-- Data for this task follows --

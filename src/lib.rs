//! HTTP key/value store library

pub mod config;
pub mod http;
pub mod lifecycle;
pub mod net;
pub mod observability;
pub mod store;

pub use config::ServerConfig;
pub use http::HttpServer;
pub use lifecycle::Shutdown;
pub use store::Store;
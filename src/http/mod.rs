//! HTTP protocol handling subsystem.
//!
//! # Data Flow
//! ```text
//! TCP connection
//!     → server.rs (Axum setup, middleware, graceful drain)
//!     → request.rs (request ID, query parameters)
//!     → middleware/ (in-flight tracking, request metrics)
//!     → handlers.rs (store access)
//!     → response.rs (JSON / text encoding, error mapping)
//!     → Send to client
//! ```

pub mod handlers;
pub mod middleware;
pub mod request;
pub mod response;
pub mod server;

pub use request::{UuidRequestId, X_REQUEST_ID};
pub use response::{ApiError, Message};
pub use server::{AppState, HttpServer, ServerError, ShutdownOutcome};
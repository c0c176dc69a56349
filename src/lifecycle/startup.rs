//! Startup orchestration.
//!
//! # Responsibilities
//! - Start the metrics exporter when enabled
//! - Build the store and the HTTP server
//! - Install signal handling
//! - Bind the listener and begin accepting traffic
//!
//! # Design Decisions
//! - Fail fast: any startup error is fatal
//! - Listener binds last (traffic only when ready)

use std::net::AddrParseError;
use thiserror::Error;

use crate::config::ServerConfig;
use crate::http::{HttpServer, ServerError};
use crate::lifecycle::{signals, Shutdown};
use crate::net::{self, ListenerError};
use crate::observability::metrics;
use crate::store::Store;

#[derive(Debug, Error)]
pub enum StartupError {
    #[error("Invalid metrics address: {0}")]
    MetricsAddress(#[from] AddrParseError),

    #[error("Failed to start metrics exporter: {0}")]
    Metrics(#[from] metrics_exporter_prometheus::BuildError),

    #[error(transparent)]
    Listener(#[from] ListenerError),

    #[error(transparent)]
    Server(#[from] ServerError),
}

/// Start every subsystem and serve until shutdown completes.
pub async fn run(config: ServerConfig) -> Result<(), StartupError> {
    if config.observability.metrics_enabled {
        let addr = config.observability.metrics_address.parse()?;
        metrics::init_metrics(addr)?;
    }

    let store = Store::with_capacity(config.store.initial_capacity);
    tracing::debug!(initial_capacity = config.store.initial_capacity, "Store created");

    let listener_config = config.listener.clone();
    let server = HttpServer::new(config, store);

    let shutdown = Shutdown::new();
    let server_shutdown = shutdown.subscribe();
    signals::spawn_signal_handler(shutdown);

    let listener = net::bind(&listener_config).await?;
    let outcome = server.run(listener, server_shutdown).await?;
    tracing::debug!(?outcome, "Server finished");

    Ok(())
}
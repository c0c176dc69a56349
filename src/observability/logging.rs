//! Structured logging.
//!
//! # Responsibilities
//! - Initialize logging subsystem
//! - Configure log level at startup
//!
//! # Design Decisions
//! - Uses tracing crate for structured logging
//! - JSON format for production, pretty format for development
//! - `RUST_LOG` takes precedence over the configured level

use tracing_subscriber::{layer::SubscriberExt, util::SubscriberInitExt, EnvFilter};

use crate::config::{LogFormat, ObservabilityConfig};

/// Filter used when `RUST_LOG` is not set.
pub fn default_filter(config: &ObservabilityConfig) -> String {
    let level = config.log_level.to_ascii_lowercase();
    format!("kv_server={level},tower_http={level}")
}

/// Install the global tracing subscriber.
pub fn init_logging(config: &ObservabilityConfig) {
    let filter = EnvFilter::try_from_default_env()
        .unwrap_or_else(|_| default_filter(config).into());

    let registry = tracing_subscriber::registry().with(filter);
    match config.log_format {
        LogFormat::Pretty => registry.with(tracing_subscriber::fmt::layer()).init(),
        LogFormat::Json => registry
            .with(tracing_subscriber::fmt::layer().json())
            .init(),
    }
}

-- Data for this task concluded --
-- Data for this task follows --

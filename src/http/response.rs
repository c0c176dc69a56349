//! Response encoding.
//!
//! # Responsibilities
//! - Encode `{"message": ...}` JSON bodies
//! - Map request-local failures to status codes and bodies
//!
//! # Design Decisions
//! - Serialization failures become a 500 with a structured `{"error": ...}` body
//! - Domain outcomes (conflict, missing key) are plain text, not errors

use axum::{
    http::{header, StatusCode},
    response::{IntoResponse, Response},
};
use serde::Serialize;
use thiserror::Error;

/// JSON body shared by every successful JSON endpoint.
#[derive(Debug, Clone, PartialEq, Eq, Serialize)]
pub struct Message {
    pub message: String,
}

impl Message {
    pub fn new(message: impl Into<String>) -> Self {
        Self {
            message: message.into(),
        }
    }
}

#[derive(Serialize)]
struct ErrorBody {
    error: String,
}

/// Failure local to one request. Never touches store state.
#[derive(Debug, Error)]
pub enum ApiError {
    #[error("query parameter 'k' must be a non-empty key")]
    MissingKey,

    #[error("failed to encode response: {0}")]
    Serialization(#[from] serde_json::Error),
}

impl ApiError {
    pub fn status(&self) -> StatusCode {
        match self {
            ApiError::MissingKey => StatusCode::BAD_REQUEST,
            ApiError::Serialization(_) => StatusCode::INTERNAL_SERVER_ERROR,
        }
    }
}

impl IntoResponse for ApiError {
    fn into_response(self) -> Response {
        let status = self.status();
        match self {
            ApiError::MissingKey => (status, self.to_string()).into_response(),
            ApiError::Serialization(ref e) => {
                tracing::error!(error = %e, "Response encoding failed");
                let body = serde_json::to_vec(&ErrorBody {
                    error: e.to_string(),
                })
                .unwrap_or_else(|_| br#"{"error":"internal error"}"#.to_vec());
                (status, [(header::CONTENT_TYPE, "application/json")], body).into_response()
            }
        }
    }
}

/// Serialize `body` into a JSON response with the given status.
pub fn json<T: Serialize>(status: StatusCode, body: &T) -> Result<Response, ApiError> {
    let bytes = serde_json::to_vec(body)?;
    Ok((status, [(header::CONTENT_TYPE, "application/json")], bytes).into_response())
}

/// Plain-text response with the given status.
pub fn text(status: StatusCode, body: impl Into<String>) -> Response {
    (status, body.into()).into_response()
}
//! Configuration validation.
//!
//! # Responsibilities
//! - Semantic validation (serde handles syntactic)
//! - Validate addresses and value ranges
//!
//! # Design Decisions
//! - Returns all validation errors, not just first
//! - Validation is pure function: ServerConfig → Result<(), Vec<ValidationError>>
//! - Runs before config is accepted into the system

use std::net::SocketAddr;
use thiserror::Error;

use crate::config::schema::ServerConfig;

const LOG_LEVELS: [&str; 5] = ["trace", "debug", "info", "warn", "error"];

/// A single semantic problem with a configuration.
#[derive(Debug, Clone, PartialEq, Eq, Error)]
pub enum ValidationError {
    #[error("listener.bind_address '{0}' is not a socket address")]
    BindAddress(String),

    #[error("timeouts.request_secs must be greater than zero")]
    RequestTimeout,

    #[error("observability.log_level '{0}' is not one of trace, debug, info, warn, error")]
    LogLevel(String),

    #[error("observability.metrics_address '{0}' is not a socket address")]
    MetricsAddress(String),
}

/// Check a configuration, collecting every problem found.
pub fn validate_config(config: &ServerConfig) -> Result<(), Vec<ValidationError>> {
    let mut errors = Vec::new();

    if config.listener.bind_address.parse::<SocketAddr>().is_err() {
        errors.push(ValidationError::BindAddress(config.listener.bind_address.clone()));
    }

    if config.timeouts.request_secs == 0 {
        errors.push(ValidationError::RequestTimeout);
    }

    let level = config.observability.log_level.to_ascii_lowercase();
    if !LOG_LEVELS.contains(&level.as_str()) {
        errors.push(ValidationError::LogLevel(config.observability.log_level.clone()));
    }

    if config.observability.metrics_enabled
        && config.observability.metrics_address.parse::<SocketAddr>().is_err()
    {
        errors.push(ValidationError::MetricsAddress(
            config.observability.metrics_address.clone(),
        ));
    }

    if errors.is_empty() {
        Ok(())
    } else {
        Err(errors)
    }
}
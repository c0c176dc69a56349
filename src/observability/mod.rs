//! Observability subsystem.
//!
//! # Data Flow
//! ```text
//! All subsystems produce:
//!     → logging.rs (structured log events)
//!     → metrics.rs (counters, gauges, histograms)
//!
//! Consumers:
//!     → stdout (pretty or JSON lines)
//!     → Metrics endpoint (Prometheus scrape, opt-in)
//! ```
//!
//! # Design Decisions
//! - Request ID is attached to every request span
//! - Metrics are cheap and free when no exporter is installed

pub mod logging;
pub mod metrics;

-- Data for this task concluded --

Task description: Search the data above for the string "given" and copy each line that has it.

Task solution:
/// Serialize `body` into a JSON response with the given status.
/// Plain-text response with the given status.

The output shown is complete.